Dataset extract -
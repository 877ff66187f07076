//! Relationship timeline parsing.
//!
//! A listing response is a sequence of instructions holding heterogeneous
//! entries. Each entry is parsed once into a [`TimelineEntry`]; the page is
//! a fold over those. Entries that are not understood become
//! [`TimelineEntry::Other`] and never fail the page.

use tracing::{debug, warn};

use crate::error::{XGraphError, XGraphResult};
use crate::normalize::{decode_failure, identified_profile};
use crate::profile::Profile;
use crate::raw::{ApiEnvelope, RawEntry, RawInstruction, RawUserResult, TimelineData};

const ENTRY_TYPE_ITEM: &str = "TimelineTimelineItem";
const ENTRY_TYPE_CURSOR: &str = "TimelineTimelineCursor";
const ITEM_TYPE_USER: &str = "TimelineUser";

/// Position of a cursor entry.
#[derive(Debug, Clone, PartialEq, Eq)]
pub(crate) enum CursorKind {
    /// Points at the following page.
    Bottom,
    /// Points back at newer entries.
    Top,
    /// Any other cursor type.
    Other(String),
}

impl From<&str> for CursorKind {
    fn from(kind: &str) -> Self {
        match kind {
            "Bottom" => Self::Bottom,
            "Top" => Self::Top,
            other => Self::Other(other.to_string()),
        }
    }
}

/// One parsed timeline entry.
#[derive(Debug, Clone, PartialEq)]
pub(crate) enum TimelineEntry {
    /// A user with both id and screen name present.
    User(Profile),
    /// A pagination cursor.
    Cursor { kind: CursorKind, value: String },
    /// Anything else: modules, prompts, unavailable users, unknown kinds.
    Other { entry_id: String },
}

impl TimelineEntry {
    /// Classify a raw entry. Never fails.
    pub(crate) fn parse(value: serde_json::Value) -> Self {
        let entry: RawEntry = match serde_json::from_value(value) {
            Ok(entry) => entry,
            Err(err) => {
                debug!(error = %err, "skipping undecodable timeline entry");
                return Self::Other {
                    entry_id: String::new(),
                };
            }
        };

        let RawEntry { entry_id, content } = entry;
        match content.entry_type.as_str() {
            ENTRY_TYPE_CURSOR => Self::Cursor {
                kind: CursorKind::from(content.cursor_type.as_str()),
                value: content.value,
            },
            ENTRY_TYPE_ITEM => {
                let user = content
                    .item_content
                    .filter(|item| item.item_type == ITEM_TYPE_USER)
                    .and_then(|item| item.user_results)
                    .and_then(|results| results.result);
                match user {
                    Some(user) => Self::user(entry_id, user),
                    None => Self::Other { entry_id },
                }
            }
            _ => Self::Other { entry_id },
        }
    }

    fn user(entry_id: String, user: RawUserResult) -> Self {
        let birthday = user.birthday();
        let typename = user.typename;
        match identified_profile(user.rest_id, user.legacy, birthday, &entry_id) {
            Ok(profile) => Self::User(profile),
            Err(err) => {
                debug!(%entry_id, %typename, error = %err, "skipping user entry");
                Self::Other { entry_id }
            }
        }
    }
}

/// Profiles and next cursor of one timeline response.
#[derive(Debug, Clone, Default, PartialEq)]
pub(crate) struct TimelinePage {
    /// Users in response order.
    pub profiles: Vec<Profile>,
    /// Token of the bottom cursor; `None` when the response had none.
    pub next_cursor: Option<String>,
}

impl FromIterator<TimelineEntry> for TimelinePage {
    fn from_iter<I: IntoIterator<Item = TimelineEntry>>(entries: I) -> Self {
        entries
            .into_iter()
            .fold(Self::default(), |mut page, entry| {
                match entry {
                    TimelineEntry::User(profile) => page.profiles.push(profile),
                    TimelineEntry::Cursor {
                        kind: CursorKind::Bottom,
                        value,
                    } if !value.is_empty() => page.next_cursor = Some(value),
                    TimelineEntry::Cursor {
                        kind: CursorKind::Other(kind),
                        ..
                    } => debug!(%kind, "ignoring unknown cursor type"),
                    TimelineEntry::Cursor { .. } => {}
                    TimelineEntry::Other { entry_id } => debug!(%entry_id, "skipped entry"),
                }
                page
            })
    }
}

/// Parse a listing response body.
///
/// `user_id` is the listed account and only appears in errors. An `errors`
/// array without a timeline fails the call; alongside a timeline it is
/// logged and the page is returned.
pub(crate) fn parse_timeline(body: &[u8], user_id: &str) -> XGraphResult<TimelinePage> {
    let envelope: ApiEnvelope<TimelineData> =
        serde_json::from_slice(body).map_err(|err| decode_failure(body, err))?;

    let first_error = envelope.first_error().map(str::to_string);
    let result = envelope
        .data
        .and_then(|data| data.user)
        .and_then(|user| user.result);

    let Some(result) = result else {
        return Err(match first_error {
            Some(message) => XGraphError::Upstream { message },
            None => XGraphError::NotFound {
                identifier: user_id.to_string(),
            },
        });
    };

    let Some(timeline) = result.into_timeline() else {
        return Err(match first_error {
            Some(message) => XGraphError::Upstream { message },
            None => XGraphError::MalformedResponse(format!(
                "no timeline in listing response for {user_id}"
            )),
        });
    };

    if let Some(message) = first_error {
        warn!(%user_id, %message, "partial timeline response");
    }

    let page: TimelinePage = timeline
        .instructions
        .into_iter()
        .filter_map(|value| match serde_json::from_value::<RawInstruction>(value) {
            Ok(instruction) => Some(instruction),
            Err(err) => {
                debug!(error = %err, "skipping undecodable instruction");
                None
            }
        })
        .flat_map(|instruction| {
            debug!(kind = %instruction.kind, entries = instruction.entries.len(), "instruction");
            instruction.entries.into_iter().chain(instruction.entry)
        })
        .map(TimelineEntry::parse)
        .collect();

    debug!(
        %user_id,
        profiles = page.profiles.len(),
        has_next = page.next_cursor.is_some(),
        "parsed timeline page"
    );
    Ok(page)
}

#[cfg(test)]
mod tests {
    use serde_json::{Value, json};

    use super::*;

    fn user_entry(rest_id: &str, screen_name: &str) -> Value {
        json!({
            "entryId": format!("user-{rest_id}"),
            "sortIndex": "1",
            "content": {
                "entryType": "TimelineTimelineItem",
                "__typename": "TimelineTimelineItem",
                "itemContent": {
                    "itemType": "TimelineUser",
                    "__typename": "TimelineUser",
                    "user_results": { "result": {
                        "__typename": "User",
                        "rest_id": rest_id,
                        "legacy": { "screen_name": screen_name, "name": screen_name }
                    } },
                    "userDisplayType": "User"
                }
            }
        })
    }

    fn cursor_entry(kind: &str, value: &str) -> Value {
        json!({
            "entryId": format!("cursor-{}-1", kind.to_lowercase()),
            "content": {
                "entryType": "TimelineTimelineCursor",
                "__typename": "TimelineTimelineCursor",
                "value": value,
                "cursorType": kind
            }
        })
    }

    fn module_entry() -> Value {
        json!({
            "entryId": "who-to-follow-1",
            "content": { "entryType": "TimelineTimelineModule", "items": [] }
        })
    }

    fn prompt_entry() -> Value {
        json!({
            "entryId": "messageprompt-1",
            "content": {
                "entryType": "TimelineTimelineItem",
                "itemContent": { "itemType": "TimelineMessagePrompt" }
            }
        })
    }

    fn response(instructions: Value) -> Vec<u8> {
        serde_json::to_vec(&json!({
            "data": { "user": { "result": {
                "__typename": "User",
                "timeline": { "timeline": { "instructions": instructions } }
            } } }
        }))
        .unwrap()
    }

    fn usernames(page: &TimelinePage) -> Vec<&str> {
        page.profiles.iter().map(|p| p.username.as_str()).collect()
    }

    #[test]
    fn folds_users_and_bottom_cursor_skipping_unknown_kinds() {
        let body = response(json!([
            { "type": "TimelineClearCache" },
            { "type": "TimelineAddEntries", "entries": [
                user_entry("1", "alice"),
                module_entry(),
                user_entry("2", "bob"),
                cursor_entry("Bottom", "CURSOR123"),
                prompt_entry(),
                user_entry("3", "carol"),
            ] }
        ]));

        let page = parse_timeline(&body, "12").unwrap();
        assert_eq!(usernames(&page), vec!["alice", "bob", "carol"]);
        assert_eq!(page.profiles[0].user_id, "1");
        assert_eq!(page.next_cursor.as_deref(), Some("CURSOR123"));
    }

    #[test]
    fn top_cursor_is_not_a_next_page() {
        let body = response(json!([
            { "type": "TimelineAddEntries", "entries": [
                cursor_entry("Top", "TOP"),
                user_entry("1", "alice"),
            ] }
        ]));
        let page = parse_timeline(&body, "12").unwrap();
        assert_eq!(page.next_cursor, None);
        assert_eq!(page.profiles.len(), 1);
    }

    #[test]
    fn single_entry_instructions_are_read() {
        let body = response(json!([
            { "type": "TimelineAddEntries", "entries": [ user_entry("1", "alice") ] },
            { "type": "TimelineReplaceEntry", "entry": cursor_entry("Bottom", "REPLACED") }
        ]));
        let page = parse_timeline(&body, "12").unwrap();
        assert_eq!(page.next_cursor.as_deref(), Some("REPLACED"));
    }

    #[test]
    fn incomplete_or_odd_entries_are_skipped() {
        let body = response(json!([
            { "type": "TimelineAddEntries", "entries": [
                user_entry("", "no_id"),
                user_entry("5", ""),
                { "entryId": "user-9", "content": {
                    "entryType": "TimelineTimelineItem",
                    "itemContent": { "itemType": "TimelineUser",
                        "user_results": { "result": { "__typename": "UserUnavailable" } } }
                } },
                { "entryId": 17, "content": "garbage" },
                "not even an object",
                user_entry("6", "dave"),
            ] }
        ]));
        let page = parse_timeline(&body, "12").unwrap();
        assert_eq!(usernames(&page), vec!["dave"]);
        assert_eq!(page.next_cursor, None);
    }

    #[test]
    fn odd_instructions_do_not_sink_the_page() {
        let body = response(json!([
            "not an instruction",
            { "type": "TimelineAddEntries", "entries": [
                user_entry("1", "alice"),
                cursor_entry("Bottom", "NEXT"),
            ] },
            { "type": 7, "entries": "nope" }
        ]));
        let page = parse_timeline(&body, "12").unwrap();
        assert_eq!(usernames(&page), vec!["alice"]);
        assert_eq!(page.next_cursor.as_deref(), Some("NEXT"));
    }

    #[test]
    fn empty_timeline_key_falls_back_to_v2() {
        let body = serde_json::to_vec(&json!({
            "data": { "user": { "result": {
                "timeline": {},
                "timeline_v2": { "timeline": { "instructions": [
                    { "type": "TimelineAddEntries", "entries": [ user_entry("1", "alice") ] }
                ] } }
            } } }
        }))
        .unwrap();
        assert_eq!(usernames(&parse_timeline(&body, "12").unwrap()), vec!["alice"]);
    }

    #[test]
    fn classifies_entries() {
        assert!(matches!(
            TimelineEntry::parse(user_entry("1", "alice")),
            TimelineEntry::User(ref p) if p.user_id == "1"
        ));
        assert_eq!(
            TimelineEntry::parse(cursor_entry("Bottom", "B")),
            TimelineEntry::Cursor {
                kind: CursorKind::Bottom,
                value: "B".into()
            }
        );
        assert_eq!(
            TimelineEntry::parse(module_entry()),
            TimelineEntry::Other {
                entry_id: "who-to-follow-1".into()
            }
        );
    }

    #[test]
    fn empty_listing_has_no_cursor() {
        let page = parse_timeline(&response(json!([])), "12").unwrap();
        assert!(page.profiles.is_empty());
        assert!(page.next_cursor.is_none());
    }

    #[test]
    fn errors_without_timeline_fail() {
        let body = serde_json::to_vec(&json!({
            "errors": [ { "message": "rate limit exceeded" } ]
        }))
        .unwrap();
        let err = parse_timeline(&body, "12").unwrap_err();
        assert!(matches!(err, XGraphError::Upstream { message } if message == "rate limit exceeded"));
    }

    #[test]
    fn errors_alongside_timeline_keep_the_page() {
        let mut value: Value = serde_json::from_slice(&response(json!([
            { "type": "TimelineAddEntries", "entries": [
                user_entry("1", "alice"),
                cursor_entry("Bottom", "NEXT"),
            ] }
        ])))
        .unwrap();
        value["errors"] = json!([ { "message": "Timeout: Unspecified" } ]);

        let page = parse_timeline(&serde_json::to_vec(&value).unwrap(), "12").unwrap();
        assert_eq!(usernames(&page), vec!["alice"]);
        assert_eq!(page.next_cursor.as_deref(), Some("NEXT"));
    }

    #[test]
    fn unknown_user_is_not_found() {
        let body = serde_json::to_vec(&json!({ "data": { "user": {} } })).unwrap();
        let err = parse_timeline(&body, "404").unwrap_err();
        assert!(matches!(err, XGraphError::NotFound { identifier } if identifier == "404"));
    }

    #[test]
    fn missing_timeline_is_malformed() {
        let body = serde_json::to_vec(&json!({ "data": { "user": { "result": {} } } })).unwrap();
        let err = parse_timeline(&body, "12").unwrap_err();
        assert!(matches!(err, XGraphError::MalformedResponse(_)));
    }

    #[test]
    fn timeline_v2_layout_is_accepted() {
        let body = serde_json::to_vec(&json!({
            "data": { "user": { "result": { "timeline_v2": { "timeline": { "instructions": [
                { "type": "TimelineAddEntries", "entries": [ user_entry("1", "alice") ] }
            ] } } } } }
        }))
        .unwrap();
        assert_eq!(usernames(&parse_timeline(&body, "12").unwrap()), vec!["alice"]);
    }
}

Instructions for the task - Write out each line of the data that holds the string "RawEntry".

Output for this exercise -
use crate::raw::{ApiEnvelope, RawEntry, RawInstruction, RawUserResult, TimelineData};
        let entry: RawEntry = match serde_json::from_value(value) {
        let RawEntry { entry_id, content } = entry;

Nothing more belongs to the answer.